Nigeria’s Securities and Exchange Commission has raised minimum capital requirements for a wide range of capital market operators, tightening financial thresholds for fintech companies, virtual asset service providers, and other regulated firms. In a circular issued on January 16, 2026, the regulator said the revised standards are designed to strengthen the financial resilience of market participants while ensuring that regulatory requirements reflect the growing scale, complexity, and risk exposure of modern financial services businesses. The updated framework applies to fintech operators, virtual asset service providers, crowdfunding platforms, robo advisers, fund managers, and market infrastructure institutions.

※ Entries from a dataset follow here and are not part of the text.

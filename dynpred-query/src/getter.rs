//! Getters that read a nested property as an untyped [`Value`].

use std::any::Any;
use std::fmt;
use std::marker::PhantomData;
use std::sync::Arc;

use dynpred_schema::{FieldRef, NullPolicy, PropertyType, Record, RecordSchema, Value};

use crate::error::{FilterError, FilterResult};
use crate::path::{PropertyPath, ResolvedAccess};

/// Reads the leaf of a resolved path from records of type `T`.
pub struct Getter<T> {
    access: ResolvedAccess,
    null_policy: NullPolicy,
    _record: PhantomData<fn(&T)>,
}

impl<T: Record> Getter<T> {
    pub(crate) fn new(access: ResolvedAccess, null_policy: NullPolicy) -> Self {
        Self {
            access,
            null_policy,
            _record: PhantomData,
        }
    }

    /// Get the property path being read.
    pub fn path(&self) -> &PropertyPath {
        self.access.path()
    }

    /// Get the resolved access chain.
    pub fn access(&self) -> &ResolvedAccess {
        &self.access
    }

    /// Get the static type of the value returned.
    pub fn leaf_type(&self) -> PropertyType {
        self.access.leaf_type()
    }

    /// Read the leaf from one record.
    ///
    /// A leaf that is itself a record comes back as a [`Value::Record`]
    /// snapshot of its properties.
    pub fn get(&self, record: &T) -> FilterResult<Value> {
        let field = self.access.read(record, self.null_policy)?;
        to_value(field, self.access.leaf_type().record_schema())
    }

    /// Build the long-lived form of this getter.
    pub fn compile(self) -> CompiledGetter<T> {
        let description: Arc<str> = Arc::from(self.access.path().to_string());
        let leaf_schema = self.access.leaf_type().record_schema();
        let Getter {
            access,
            null_policy,
            ..
        } = self;

        CompiledGetter {
            description,
            read: Arc::new(move |record: &T| -> FilterResult<Value> {
                let field = access.read(record, null_policy)?;
                to_value(field, leaf_schema)
            }),
        }
    }
}

fn to_value(field: FieldRef<'_>, leaf_schema: Option<&'static RecordSchema>) -> FilterResult<Value> {
    match field {
        FieldRef::Null => Ok(Value::Null),
        FieldRef::Scalar(value) => Ok(value.to_value()),
        FieldRef::Record(nested) => snapshot(nested, leaf_schema),
    }
}

fn snapshot(
    nested: &(dyn Any + 'static),
    leaf_schema: Option<&'static RecordSchema>,
) -> FilterResult<Value> {
    let schema = leaf_schema.ok_or_else(|| FilterError::record_mismatch("record"))?;
    schema
        .snapshot(nested)
        .ok_or_else(|| FilterError::record_mismatch(schema.name()))
}

impl<T> Clone for Getter<T> {
    fn clone(&self) -> Self {
        Self {
            access: self.access.clone(),
            null_policy: self.null_policy,
            _record: PhantomData,
        }
    }
}

impl<T> fmt::Debug for Getter<T> {
    fn fmt(&self, f: &mut fmt::Formatter<'_>) -> fmt::Result {
        f.debug_struct("Getter")
            .field("record", &self.access.root_schema().name())
            .field("path", &self.access.path().to_string())
            .field("null_policy", &self.null_policy)
            .finish()
    }
}

type ReadFn<T> = dyn Fn(&T) -> FilterResult<Value> + Send + Sync;

/// A getter materialized as a reusable, thread-safe closure.
pub struct CompiledGetter<T> {
    description: Arc<str>,
    read: Arc<ReadFn<T>>,
}

impl<T: Record> CompiledGetter<T> {
    /// Read the leaf from one record.
    pub fn get(&self, record: &T) -> FilterResult<Value> {
        (self.read)(record)
    }
}

impl<T> Clone for CompiledGetter<T> {
    fn clone(&self) -> Self {
        Self {
            description: Arc::clone(&self.description),
            read: Arc::clone(&self.read),
        }
    }
}

impl<T> fmt::Debug for CompiledGetter<T> {
    fn fmt(&self, f: &mut fmt::Formatter<'_>) -> fmt::Result {
        f.debug_tuple("CompiledGetter")
            .field(&self.description)
            .finish()
    }
}

#[cfg(test)]
mod tests {
    use super::*;
    use crate::builder::{PredicateBuilder, compiled_getter, getter};
    use crate::test_records::{Person, person};
    use dynpred_schema::FilterConfig;
    use pretty_assertions::assert_eq;

    #[test]
    fn test_get_nested_scalar() {
        let city = getter::<Person>("Address.City").unwrap();
        assert_eq!(
            city.get(&person("Ann", 30, "Paris")).unwrap(),
            Value::Text("Paris".into())
        );
    }

    #[test]
    fn test_get_typed_scalar() {
        let age = getter::<Person>("Age").unwrap();
        assert_eq!(age.get(&person("Ann", 30, "Paris")).unwrap(), Value::I32(30));
    }

    #[test]
    fn test_get_null_leaf() {
        let nickname = getter::<Person>("Nickname").unwrap();
        assert_eq!(nickname.get(&person("Ann", 30, "Paris")).unwrap(), Value::Null);
    }

    #[test]
    fn test_get_record_leaf_snapshot() {
        let address = getter::<Person>("Address").unwrap();
        let value = address.get(&person("Ann", 30, "Paris")).unwrap();
        assert_eq!(value.to_string(), "{City: \"Paris\"}");
    }

    #[test]
    fn test_absent_intermediate() {
        let manager = getter::<Person>("Manager.Name").unwrap();
        let bob = person("Bob", 30, "Paris");
        assert_eq!(
            manager.get(&bob).unwrap_err(),
            FilterError::null_reference("Manager.Name", "Manager")
        );

        let builder = PredicateBuilder::with_config(
            FilterConfig::default().with_null_policy(NullPolicy::ShortCircuit),
        );
        let manager = builder.getter::<Person>("Manager.Name").unwrap();
        assert_eq!(manager.get(&bob).unwrap(), Value::Null);
    }

    #[test]
    fn test_compiled_matches_interpreted() {
        let mut bob = person("Bob", 30, "Paris");
        bob.manager = Some(Box::new(person("Ann", 50, "Lyon")));

        for path in ["Name", "Age", "Address", "Address.City", "Manager.Address.City"] {
            let one_shot = getter::<Person>(path).unwrap();
            let compiled = compiled_getter::<Person>(path).unwrap();
            assert_eq!(one_shot.get(&bob).unwrap(), compiled.get(&bob).unwrap());
        }
    }
}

The SEC said the changes form part of a broader effort to improve market stability, enhance investor protection, and align Nigeria’s capital market rules with evolving global best practices. Among the most notable revisions are higher capital requirements for robo advisers, which provide automated investment and financial planning services. Under the new rules, the minimum capital threshold for robo advisers has been increased to ₦100 million from ₦10 million previously. Crowdfunding intermediaries will also face higher requirements, with minimum capital doubled to ₦200 million from ₦100 million. Virtual asset service providers are subject to some of the sharpest increases. Digital asset exchanges and digital asset custodians must now maintain minimum paid up capital of ₦2 billion each. Ancillary virtual asset service providers are required to hold at least ₦300 million. The rules also raise capital thresholds for alternative investment fund managers. Private equity fund managers must now maintain a minimum capital base of ₦500 million, while venture capital fund managers are required to hold at least ₦200 million. The SEC said affected operators have until June 30, 2027, to comply fully with the revised requirements. Firms that fail to meet the new thresholds within the stipulated timeframe risk regulatory sanctions, including suspension of operations or withdrawal of registration. The regulator said the measures are intended to ensure that only adequately capitalised firms operate in Nigeria’s capital market, particularly as fintech and digital asset activities expand and become more interconnected with the broader financial system.